Return all lines of the records that contain the word "lock".

(Dataset entries)
§

// SPDX-FileCopyrightText: 2026 Weliive Contributors
// SPDX-License-Identifier: MIT OR Apache-2.0

//! Forward-only lead status of a session.

use std::sync::{Mutex, PoisonError};

use tracing::info;
use weliive_core::LeadStatus;

#[derive(Debug, Default)]
pub struct LeadTracker {
    status: Mutex<LeadStatus>,
}

impl LeadTracker {
    pub fn new() -> Self {
        Self::default()
    }

    pub fn status(&self) -> LeadStatus {
        *self.status.lock().unwrap_or_else(PoisonError::into_inner)
    }

    /// Move to `to` if it is ahead of the current status. Returns whether
    /// the status changed.
    pub fn raise(&self, to: LeadStatus) -> bool {
        let mut status = self.status.lock().unwrap_or_else(PoisonError::into_inner);
        if to <= *status {
            return false;
        }
        info!(from = %*status, to = %to, "lead status raised");
        *status = to;
        true
    }
}

#[cfg(test)]
mod tests {
    use super::*;

    #[test]
    fn status_only_moves_forward() {
        let t = LeadTracker::new();
        assert_eq!(t.status(), LeadStatus::None);
        assert!(t.raise(LeadStatus::Hot));
        assert!(!t.raise(LeadStatus::Potential));
        assert!(!t.raise(LeadStatus::Hot));
        assert_eq!(t.status(), LeadStatus::Hot);
        assert!(t.raise(LeadStatus::Converted));
        assert!(!t.raise(LeadStatus::None));
        assert_eq!(t.status(), LeadStatus::Converted);
    }
}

§

**REPLY:**
        *self.status.lock().unwrap_or_else(PoisonError::into_inner)
        let mut status = self.status.lock().unwrap_or_else(PoisonError::into_inner);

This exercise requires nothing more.